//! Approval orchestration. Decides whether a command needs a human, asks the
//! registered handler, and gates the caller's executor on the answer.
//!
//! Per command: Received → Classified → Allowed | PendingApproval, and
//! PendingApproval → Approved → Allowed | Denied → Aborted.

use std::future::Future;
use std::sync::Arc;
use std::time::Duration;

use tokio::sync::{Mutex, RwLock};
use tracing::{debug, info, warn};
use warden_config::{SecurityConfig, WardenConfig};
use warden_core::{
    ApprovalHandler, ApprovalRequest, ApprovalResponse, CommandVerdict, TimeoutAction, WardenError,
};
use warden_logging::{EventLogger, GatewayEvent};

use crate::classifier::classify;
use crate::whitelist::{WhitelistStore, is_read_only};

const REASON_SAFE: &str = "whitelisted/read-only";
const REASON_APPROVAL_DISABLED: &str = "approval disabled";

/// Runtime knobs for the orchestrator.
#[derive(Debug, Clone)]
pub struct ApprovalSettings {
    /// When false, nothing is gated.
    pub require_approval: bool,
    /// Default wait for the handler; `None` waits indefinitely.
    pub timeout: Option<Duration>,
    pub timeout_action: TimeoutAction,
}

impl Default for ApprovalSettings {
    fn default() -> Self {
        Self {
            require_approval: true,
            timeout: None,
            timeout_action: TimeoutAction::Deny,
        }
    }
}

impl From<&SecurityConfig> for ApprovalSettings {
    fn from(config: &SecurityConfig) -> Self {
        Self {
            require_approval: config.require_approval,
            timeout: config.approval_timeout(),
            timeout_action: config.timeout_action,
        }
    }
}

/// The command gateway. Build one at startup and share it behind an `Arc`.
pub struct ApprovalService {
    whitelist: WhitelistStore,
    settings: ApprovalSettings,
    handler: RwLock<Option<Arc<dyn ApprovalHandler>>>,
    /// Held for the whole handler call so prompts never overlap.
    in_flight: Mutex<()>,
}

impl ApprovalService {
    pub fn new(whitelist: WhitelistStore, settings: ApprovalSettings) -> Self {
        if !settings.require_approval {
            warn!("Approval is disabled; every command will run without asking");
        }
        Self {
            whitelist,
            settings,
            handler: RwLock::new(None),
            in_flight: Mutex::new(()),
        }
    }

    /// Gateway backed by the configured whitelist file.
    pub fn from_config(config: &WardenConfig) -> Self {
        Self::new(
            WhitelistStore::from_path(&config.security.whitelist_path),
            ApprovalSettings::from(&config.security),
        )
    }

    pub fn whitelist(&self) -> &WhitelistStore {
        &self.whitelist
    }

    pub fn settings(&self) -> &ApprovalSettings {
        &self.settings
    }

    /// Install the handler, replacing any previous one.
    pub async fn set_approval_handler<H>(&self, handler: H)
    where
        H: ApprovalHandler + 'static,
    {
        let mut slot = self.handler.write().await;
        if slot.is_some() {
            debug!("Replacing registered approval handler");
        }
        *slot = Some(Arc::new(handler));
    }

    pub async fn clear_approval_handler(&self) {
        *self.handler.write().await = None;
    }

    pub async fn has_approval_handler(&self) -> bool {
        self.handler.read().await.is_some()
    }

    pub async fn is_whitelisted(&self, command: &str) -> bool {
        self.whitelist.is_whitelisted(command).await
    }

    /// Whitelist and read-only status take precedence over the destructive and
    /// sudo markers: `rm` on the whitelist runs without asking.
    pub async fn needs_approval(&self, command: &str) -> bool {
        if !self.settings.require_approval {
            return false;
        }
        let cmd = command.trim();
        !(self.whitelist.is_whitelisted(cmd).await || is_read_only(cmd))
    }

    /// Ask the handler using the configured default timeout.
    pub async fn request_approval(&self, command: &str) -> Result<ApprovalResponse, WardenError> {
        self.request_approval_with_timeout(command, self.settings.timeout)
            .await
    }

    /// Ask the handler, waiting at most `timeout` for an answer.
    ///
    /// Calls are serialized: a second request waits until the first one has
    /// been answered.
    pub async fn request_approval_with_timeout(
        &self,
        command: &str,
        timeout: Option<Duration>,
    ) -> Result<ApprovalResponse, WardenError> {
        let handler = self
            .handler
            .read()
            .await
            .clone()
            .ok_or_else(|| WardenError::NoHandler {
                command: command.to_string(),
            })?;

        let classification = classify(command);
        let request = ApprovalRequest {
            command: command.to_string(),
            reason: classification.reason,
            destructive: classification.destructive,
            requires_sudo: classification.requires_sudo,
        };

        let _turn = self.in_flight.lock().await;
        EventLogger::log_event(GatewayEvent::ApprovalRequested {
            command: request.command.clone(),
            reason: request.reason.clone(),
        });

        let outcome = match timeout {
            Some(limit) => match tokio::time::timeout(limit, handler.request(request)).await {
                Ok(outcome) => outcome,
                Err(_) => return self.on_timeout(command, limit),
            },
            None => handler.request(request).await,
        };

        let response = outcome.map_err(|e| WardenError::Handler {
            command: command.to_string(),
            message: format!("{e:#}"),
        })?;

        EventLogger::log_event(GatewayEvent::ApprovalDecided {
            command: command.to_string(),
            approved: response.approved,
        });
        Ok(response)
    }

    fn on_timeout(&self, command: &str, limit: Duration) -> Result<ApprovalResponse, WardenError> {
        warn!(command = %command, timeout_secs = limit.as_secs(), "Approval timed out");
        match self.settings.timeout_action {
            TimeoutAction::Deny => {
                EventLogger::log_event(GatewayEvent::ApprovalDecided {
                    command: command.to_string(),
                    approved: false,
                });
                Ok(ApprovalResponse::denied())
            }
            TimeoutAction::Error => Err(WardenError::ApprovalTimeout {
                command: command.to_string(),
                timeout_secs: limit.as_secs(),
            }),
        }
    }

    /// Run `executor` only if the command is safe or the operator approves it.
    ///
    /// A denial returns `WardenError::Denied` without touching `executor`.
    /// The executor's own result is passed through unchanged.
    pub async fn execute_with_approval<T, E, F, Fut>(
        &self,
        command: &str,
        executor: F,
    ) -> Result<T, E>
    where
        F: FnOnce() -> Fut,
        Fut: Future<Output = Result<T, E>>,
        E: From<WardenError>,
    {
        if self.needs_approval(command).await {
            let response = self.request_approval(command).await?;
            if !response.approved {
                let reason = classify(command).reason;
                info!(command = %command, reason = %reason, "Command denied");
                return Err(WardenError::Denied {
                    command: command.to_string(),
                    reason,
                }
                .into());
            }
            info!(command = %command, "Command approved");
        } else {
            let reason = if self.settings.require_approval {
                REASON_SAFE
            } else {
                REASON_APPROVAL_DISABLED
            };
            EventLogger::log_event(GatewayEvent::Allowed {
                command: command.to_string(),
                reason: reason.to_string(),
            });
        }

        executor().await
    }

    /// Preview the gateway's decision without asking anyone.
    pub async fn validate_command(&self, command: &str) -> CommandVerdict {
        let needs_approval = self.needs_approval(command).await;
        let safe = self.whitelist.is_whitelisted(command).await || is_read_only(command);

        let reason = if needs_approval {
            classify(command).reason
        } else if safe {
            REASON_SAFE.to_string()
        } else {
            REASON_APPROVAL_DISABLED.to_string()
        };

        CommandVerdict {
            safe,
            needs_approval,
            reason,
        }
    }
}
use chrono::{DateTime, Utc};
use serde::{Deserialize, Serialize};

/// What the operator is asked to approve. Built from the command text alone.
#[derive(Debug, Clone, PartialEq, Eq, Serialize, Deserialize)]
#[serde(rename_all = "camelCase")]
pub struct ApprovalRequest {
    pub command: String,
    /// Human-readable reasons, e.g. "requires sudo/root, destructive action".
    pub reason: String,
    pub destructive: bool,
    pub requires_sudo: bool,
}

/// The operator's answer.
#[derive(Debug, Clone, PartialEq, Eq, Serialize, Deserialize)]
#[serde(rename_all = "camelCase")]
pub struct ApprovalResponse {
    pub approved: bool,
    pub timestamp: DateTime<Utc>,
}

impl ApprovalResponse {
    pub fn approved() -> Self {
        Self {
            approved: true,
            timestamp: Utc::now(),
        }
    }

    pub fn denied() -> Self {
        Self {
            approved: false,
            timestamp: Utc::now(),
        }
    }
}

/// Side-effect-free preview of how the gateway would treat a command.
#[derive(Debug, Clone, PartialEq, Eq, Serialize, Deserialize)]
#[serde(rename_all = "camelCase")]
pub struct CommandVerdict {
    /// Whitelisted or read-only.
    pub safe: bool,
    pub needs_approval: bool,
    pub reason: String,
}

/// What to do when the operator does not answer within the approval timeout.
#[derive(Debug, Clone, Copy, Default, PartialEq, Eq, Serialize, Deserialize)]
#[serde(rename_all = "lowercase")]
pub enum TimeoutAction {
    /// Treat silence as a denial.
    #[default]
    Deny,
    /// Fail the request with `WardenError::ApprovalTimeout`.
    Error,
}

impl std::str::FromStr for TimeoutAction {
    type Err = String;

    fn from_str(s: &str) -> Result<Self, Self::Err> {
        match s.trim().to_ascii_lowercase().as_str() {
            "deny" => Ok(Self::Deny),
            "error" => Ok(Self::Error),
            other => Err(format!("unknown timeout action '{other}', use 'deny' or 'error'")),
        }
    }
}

____

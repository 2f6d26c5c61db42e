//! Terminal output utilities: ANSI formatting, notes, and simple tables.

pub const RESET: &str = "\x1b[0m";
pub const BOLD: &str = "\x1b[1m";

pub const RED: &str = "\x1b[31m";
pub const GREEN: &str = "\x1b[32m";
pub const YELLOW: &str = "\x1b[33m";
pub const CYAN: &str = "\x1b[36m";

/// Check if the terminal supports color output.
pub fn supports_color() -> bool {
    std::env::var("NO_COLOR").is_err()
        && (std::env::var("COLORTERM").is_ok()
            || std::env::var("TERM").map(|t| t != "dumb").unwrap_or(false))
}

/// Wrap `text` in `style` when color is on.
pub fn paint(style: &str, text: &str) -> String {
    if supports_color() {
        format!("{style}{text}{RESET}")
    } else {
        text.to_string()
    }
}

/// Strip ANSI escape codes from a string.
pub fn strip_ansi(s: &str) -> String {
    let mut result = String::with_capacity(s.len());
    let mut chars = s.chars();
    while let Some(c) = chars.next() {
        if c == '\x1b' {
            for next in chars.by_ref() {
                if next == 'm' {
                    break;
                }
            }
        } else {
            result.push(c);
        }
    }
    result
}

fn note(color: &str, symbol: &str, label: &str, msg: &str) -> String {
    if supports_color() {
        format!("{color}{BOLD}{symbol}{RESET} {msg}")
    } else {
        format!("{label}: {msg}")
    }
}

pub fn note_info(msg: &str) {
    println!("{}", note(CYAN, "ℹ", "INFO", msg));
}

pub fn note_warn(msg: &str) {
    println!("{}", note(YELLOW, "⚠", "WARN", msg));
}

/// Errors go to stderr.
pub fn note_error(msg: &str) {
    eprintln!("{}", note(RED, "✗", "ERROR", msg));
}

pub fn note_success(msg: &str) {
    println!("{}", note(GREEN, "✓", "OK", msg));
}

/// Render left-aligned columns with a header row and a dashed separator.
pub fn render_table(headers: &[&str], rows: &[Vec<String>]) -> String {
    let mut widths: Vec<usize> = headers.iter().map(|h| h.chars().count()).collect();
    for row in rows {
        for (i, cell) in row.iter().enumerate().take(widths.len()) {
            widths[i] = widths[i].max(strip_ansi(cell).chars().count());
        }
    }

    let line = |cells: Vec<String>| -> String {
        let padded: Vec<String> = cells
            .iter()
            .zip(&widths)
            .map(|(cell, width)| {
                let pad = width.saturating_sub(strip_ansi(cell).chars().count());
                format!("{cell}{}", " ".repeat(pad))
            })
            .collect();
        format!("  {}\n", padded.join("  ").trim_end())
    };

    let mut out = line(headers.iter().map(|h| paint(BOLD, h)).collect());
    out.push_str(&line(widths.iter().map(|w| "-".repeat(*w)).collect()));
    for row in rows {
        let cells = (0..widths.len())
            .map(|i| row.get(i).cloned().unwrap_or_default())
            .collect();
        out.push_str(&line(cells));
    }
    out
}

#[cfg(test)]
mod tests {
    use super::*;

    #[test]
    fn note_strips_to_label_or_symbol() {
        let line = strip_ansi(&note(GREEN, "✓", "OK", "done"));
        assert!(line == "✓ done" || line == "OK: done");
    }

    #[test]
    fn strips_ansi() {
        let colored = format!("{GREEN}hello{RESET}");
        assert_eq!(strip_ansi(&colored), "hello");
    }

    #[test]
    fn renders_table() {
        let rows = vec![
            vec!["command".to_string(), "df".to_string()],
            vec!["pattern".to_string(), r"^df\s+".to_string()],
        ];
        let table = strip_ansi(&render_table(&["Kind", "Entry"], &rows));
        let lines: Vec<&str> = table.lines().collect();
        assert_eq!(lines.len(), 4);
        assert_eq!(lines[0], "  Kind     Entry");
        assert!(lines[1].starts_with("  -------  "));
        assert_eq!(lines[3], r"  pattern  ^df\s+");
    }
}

____

Everything from the line with "runs without asking." through the line with "pub async fn request_approval(&self, command: &str)" should be written out exactly as it appears above, end lines included, and nothing outside that range.

    /// sudo markers: `rm` on the whitelist runs without asking.
    pub async fn needs_approval(&self, command: &str) -> bool {
        if !self.settings.require_approval {
            return false;
        }
        let cmd = command.trim();
        !(self.whitelist.is_whitelisted(cmd).await || is_read_only(cmd))
    }

    /// Ask the handler using the configured default timeout.
    pub async fn request_approval(&self, command: &str) -> Result<ApprovalResponse, WardenError> {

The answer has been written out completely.